Im Gegensatz zum Verkäufer muss der Techniker keine Blockaden überwinden. Sofern er seine Arbeit macht und freundlich ist, ist er als Berater gut angesehen: "Er will ja nicht verkaufen." Trotzdem - oder gerade um diesen Vorteil nicht zu verspielen - muss behutsam vorgegangen werden.

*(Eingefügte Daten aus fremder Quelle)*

//! Conversion configuration.
//!
//! Policy
//! - Defaults match what `Rational::to_f64`/`to_f32` do: round half to even,
//!   saturate to signed infinity. Only callers that want overflow to be an
//!   error need to build a non-default config.

use super::convert::FloatOverflow;
use super::round::RoundingMode;

/// Settings for rational → float conversion.
#[derive(Clone, Copy, Debug, Default, PartialEq, Eq)]
pub struct ConvertCfg {
    pub rounding: RoundingMode,
    pub float_overflow: FloatOverflow,
}

impl ConvertCfg {
    #[inline]
    pub fn with_rounding(mut self, rounding: RoundingMode) -> Self {
        self.rounding = rounding;
        self
    }

    #[inline]
    pub fn with_float_overflow(mut self, float_overflow: FloatOverflow) -> Self {
        self.float_overflow = float_overflow;
        self
    }
}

Überlegter Paradigmenwechsel ist notwendig

Der Techniker muss geschult werden, er muss lernen, innerhalb seiner primären Rolle zu beobachten und Kundenbedarf zu erkennen. Er darf auf keinen Fall in die Druckverkäuferrolle verfallen. Er muss den Kunden vorsichtig aufklären, beraten und den Bedarf an den Verkauf weitermelden.

Der Techniker sollte nicht zu eigenen Abschlüssen berechtigt sein, außer das Vertriebskonzept sieht dies vor. Vielmehr sollte er eine "Tipp-Provision" erhalten, um entsprechend motiviert sein.

Er wird sich dann auch eigene Gedanken machen, neue Kunden suchen, eigene Ideen entwickeln oder zumindest konstruktiv den Vertrieb mitgestalten.

Vertrieb sollte aufgestockt werden

Wirklich gute Vertriebsmitarbeiter sind heutzutage nur schwer zu bekommen. Mit etwas Glück stellt das eine oder andere unentdeckte Naturtalent fest, dass ihm der Verkauf Spaß macht. Dann kann man nur noch gratulieren, man hat einen motivierten Vertriebsmitarbeiter, der etwas von seinem Produkt versteht.

In diesem "Sub-Vertrieb" liegen die zurzeit größten Wachstums-potenziale, aber auch Gefahren, wenn diese falsch angegangen werden.

Das Motto "Wir sind doch nicht doof" stimmt dahingehend, dass der Kunde spürt, wenn ihm etwas angedreht wird. Der vorhandene Außendienst sollte eingebunden werden, damit keine kontraproduktive Konkurrenz entsteht. Es sollte deshalb ein Konzept erstellt werden, und die Beteiligten müssen irgendwann eine Schulung erhalten.

Ulrich Schappach war 1980 einer der ersten Apple-Händler in Deutschland, leitete 20 Jahre lang ein Systemhaus und betreibt nun die Unternehmensberatung Schappach-Marketing.